Le cause climatiche che vogliono bloccare i finanziamenti pubblici ai combustibili fossili

© Tania Malréchauffé - Unsplash

Le nuove strategie legali prendono di mira i finanziamenti destinati a progetti ad alte emissioni di CO₂ come l’espansione di pozzi di estrazione di petrolio e gas. Al centro ci sono le agenzie di credito all’esportazione (come l’italiana Sace). L’obiettivo è infatti frenare i flussi finanziari pubblici alle fossili e indirizzarli verso un’autentica transizione ecologica

Le cause legali sui cambiamenti climatici sono sempre più numerose in tutto il mondo e stanno diventando uno strumento di lotta politica della società civile e dei singoli cittadini per cercare di ottenere dai governi e dal settore privato azioni più incisive per il clima. Attualmente sono oltre duemila quelle in corso a livello globale e finora, per la maggior parte, sono state intentate per contestare la carenza delle politiche governative e aziendali nel contrastare gli impatti dei cambiamenti climatici, per denunciare obiettivi insufficienti di riduzione delle emissioni dei gas serra e per stabilire e affermare il diritto alla vita, alla salute, al cibo, all’acqua, a un ambiente sano, a un clima sicuro e il dovere dei governi e di altre entità di proteggere questi diritti.

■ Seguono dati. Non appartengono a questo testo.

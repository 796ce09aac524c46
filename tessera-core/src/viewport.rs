//! Viewport state saved with a scene

use crate::vector::{Color, Vector3d};
use serde::{Deserialize, Serialize};

/// How the viewport shades geometry
#[derive(Debug, Clone, Copy, PartialEq, Eq, Hash, Serialize, Deserialize)]
#[serde(rename_all = "lowercase")]
pub enum ShadingMode {
    Wireframe,
    Solid,
    Material,
    Rendered,
}

/// The editor's orbit camera
#[derive(Debug, Clone, PartialEq, Serialize, Deserialize)]
pub struct ViewportCamera {
    pub position: Vector3d,
    pub target: Vector3d,
    pub up: Vector3d,
    /// Vertical field of view in degrees
    pub fov: f64,
    pub near: f64,
    pub far: f64,
}

/// Viewport display settings
#[derive(Debug, Clone, PartialEq, Serialize, Deserialize)]
pub struct Viewport {
    pub camera: ViewportCamera,
    pub shading_mode: ShadingMode,
    pub show_grid: bool,
    pub show_axes: bool,
    pub grid_size: f64,
    pub background_color: Color,
    /// Scene camera object the viewport looks through, if any
    pub active_camera_object_id: Option<String>,
}

impl Default for ViewportCamera {
    fn default() -> Self {
        Self {
            position: Vector3d::new(5.0, 5.0, 5.0),
            target: Vector3d::zeros(),
            up: Vector3d::y(),
            fov: 50.0,
            near: 0.1,
            far: 1000.0,
        }
    }
}

impl Default for Viewport {
    fn default() -> Self {
        Self {
            camera: ViewportCamera::default(),
            shading_mode: ShadingMode::Solid,
            show_grid: true,
            show_axes: true,
            grid_size: 10.0,
            background_color: Color::new(0.1, 0.1, 0.1),
            active_camera_object_id: None,
        }
    }
}

impl ViewportCamera {
    /// Distance from the camera to its orbit target
    pub fn distance_to_target(&self) -> f64 {
        (self.position - self.target).norm()
    }
}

Tra le nuove strategie di accusa che si stanno diffondendo ci sono quelle che vogliono impedire che finanziamenti pubblici, ma anche privati, vengano destinati a progetti ad alte emissioni di CO₂ come ad esempio l’espansione di nuovi pozzi di estrazioni di petrolio e gas. Il rapporto “Global trends in climate change litigation: 2023 snapshot” pubblicato nel giugno 2023 e frutto della collaborazione tra due istituti della London school of Economics and political science -il Centre for climate change economics and policy (Cccep) e il Grantham research institute on climate change– definisce questi come casi di “chiusura dei rubinetti”. Nel documento sono riportate 14 cause contro enti pubblici o istituzioni finanziarie statali (come le agenzie di credito all’esportazione) e 12 contro soggetti privati, tra cui banche e fondi pensione. L’obiettivo è impedire che i finanziamenti siano destinati a progetti o attività ad alto impatto ambientale o dannosi.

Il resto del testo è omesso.